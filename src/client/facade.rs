use crate::core::errors::ClientError;
use serde::{Deserialize, Serialize};
use std::fmt;
use std::str::FromStr;
use std::sync::{Mutex, MutexGuard, PoisonError};

/// Authorization role a request is made under.
#[derive(Debug, Clone, Copy, PartialEq, Eq, Hash, Serialize, Deserialize)]
#[serde(rename_all = "lowercase")]
pub enum Facade {
    Public,
    User,
    Merchant,
    Pos,
    Payroll,
}

impl Facade {
    pub const fn as_str(self) -> &'static str {
        match self {
            Self::Public => "public",
            Self::User => "user",
            Self::Merchant => "merchant",
            Self::Pos => "pos",
            Self::Payroll => "payroll",
        }
    }

    /// Everything except `Public` needs a signed request.
    pub const fn requires_signature(self) -> bool {
        !matches!(self, Self::Public)
    }
}

impl fmt::Display for Facade {
    fn fmt(&self, f: &mut fmt::Formatter<'_>) -> fmt::Result {
        f.write_str(self.as_str())
    }
}

impl FromStr for Facade {
    type Err = ClientError;

    fn from_str(s: &str) -> Result<Self, Self::Err> {
        match s {
            "public" => Ok(Self::Public),
            "user" => Ok(Self::User),
            "merchant" => Ok(Self::Merchant),
            "pos" => Ok(Self::Pos),
            "payroll" => Ok(Self::Payroll),
            other => Err(ClientError::InvalidParameters(format!(
                "Unknown facade: {}",
                other
            ))),
        }
    }
}

/// Default facade plus a single-use override.
///
/// The override applies to the next request only. Concurrent overrides on
/// one client race with each other; callers are expected to issue the
/// overridden request before setting another override.
#[derive(Debug)]
pub struct FacadeState {
    default: Facade,
    active: Mutex<Option<Facade>>,
}

impl FacadeState {
    pub fn new(default: Facade) -> Self {
        Self {
            default,
            active: Mutex::new(None),
        }
    }

    pub const fn default_facade(&self) -> Facade {
        self.default
    }

    pub fn active(&self) -> Facade {
        self.lock().unwrap_or(self.default)
    }

    pub fn set_override(&self, facade: Facade) {
        *self.lock() = Some(facade);
    }

    pub fn reset(&self) {
        *self.lock() = None;
    }

    /// Facade for the request about to start, and a guard that restores the
    /// default once the request is over, whichever way it ends.
    pub fn begin_request(&self) -> (Facade, FacadeReset<'_>) {
        (self.active(), FacadeReset { state: self })
    }

    fn lock(&self) -> MutexGuard<'_, Option<Facade>> {
        self.active.lock().unwrap_or_else(PoisonError::into_inner)
    }
}

/// Restores the default facade on drop.
#[derive(Debug)]
pub struct FacadeReset<'a> {
    state: &'a FacadeState,
}

impl Drop for FacadeReset<'_> {
    fn drop(&mut self) {
        self.state.reset();
    }
}

#[cfg(test)]
mod tests {
    use super::*;

    #[test]
    fn test_facade_names() {
        for facade in [
            Facade::Public,
            Facade::User,
            Facade::Merchant,
            Facade::Pos,
            Facade::Payroll,
        ] {
            assert_eq!(facade.as_str().parse::<Facade>().unwrap(), facade);
        }
        assert!("admin".parse::<Facade>().is_err());
        assert_eq!(
            serde_json::to_string(&Facade::Merchant).unwrap(),
            "\"merchant\""
        );
    }

    #[test]
    fn test_only_public_is_unsigned() {
        assert!(!Facade::Public.requires_signature());
        assert!(Facade::User.requires_signature());
        assert!(Facade::Merchant.requires_signature());
    }

    #[test]
    fn test_override_is_single_use() {
        let state = FacadeState::new(Facade::Merchant);
        state.set_override(Facade::Public);
        assert_eq!(state.active(), Facade::Public);

        {
            let (facade, _reset) = state.begin_request();
            assert_eq!(facade, Facade::Public);
        }

        assert_eq!(state.active(), Facade::Merchant);
        let (facade, _reset) = state.begin_request();
        assert_eq!(facade, Facade::Merchant);
    }

    #[test]
    fn test_override_stays_until_a_request_starts() {
        let state = FacadeState::new(Facade::Public);
        state.set_override(Facade::User);
        assert_eq!(state.active(), Facade::User);
        assert_eq!(state.active(), Facade::User);
        assert_eq!(state.default_facade(), Facade::Public);
    }
}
——————
* **Exercise objective**
From the listing above, return every line that carries the string "Payroll".

* **Exercise output**
    Payroll,
            Self::Payroll => "payroll",
            "payroll" => Ok(Self::Payroll),
            Facade::Payroll,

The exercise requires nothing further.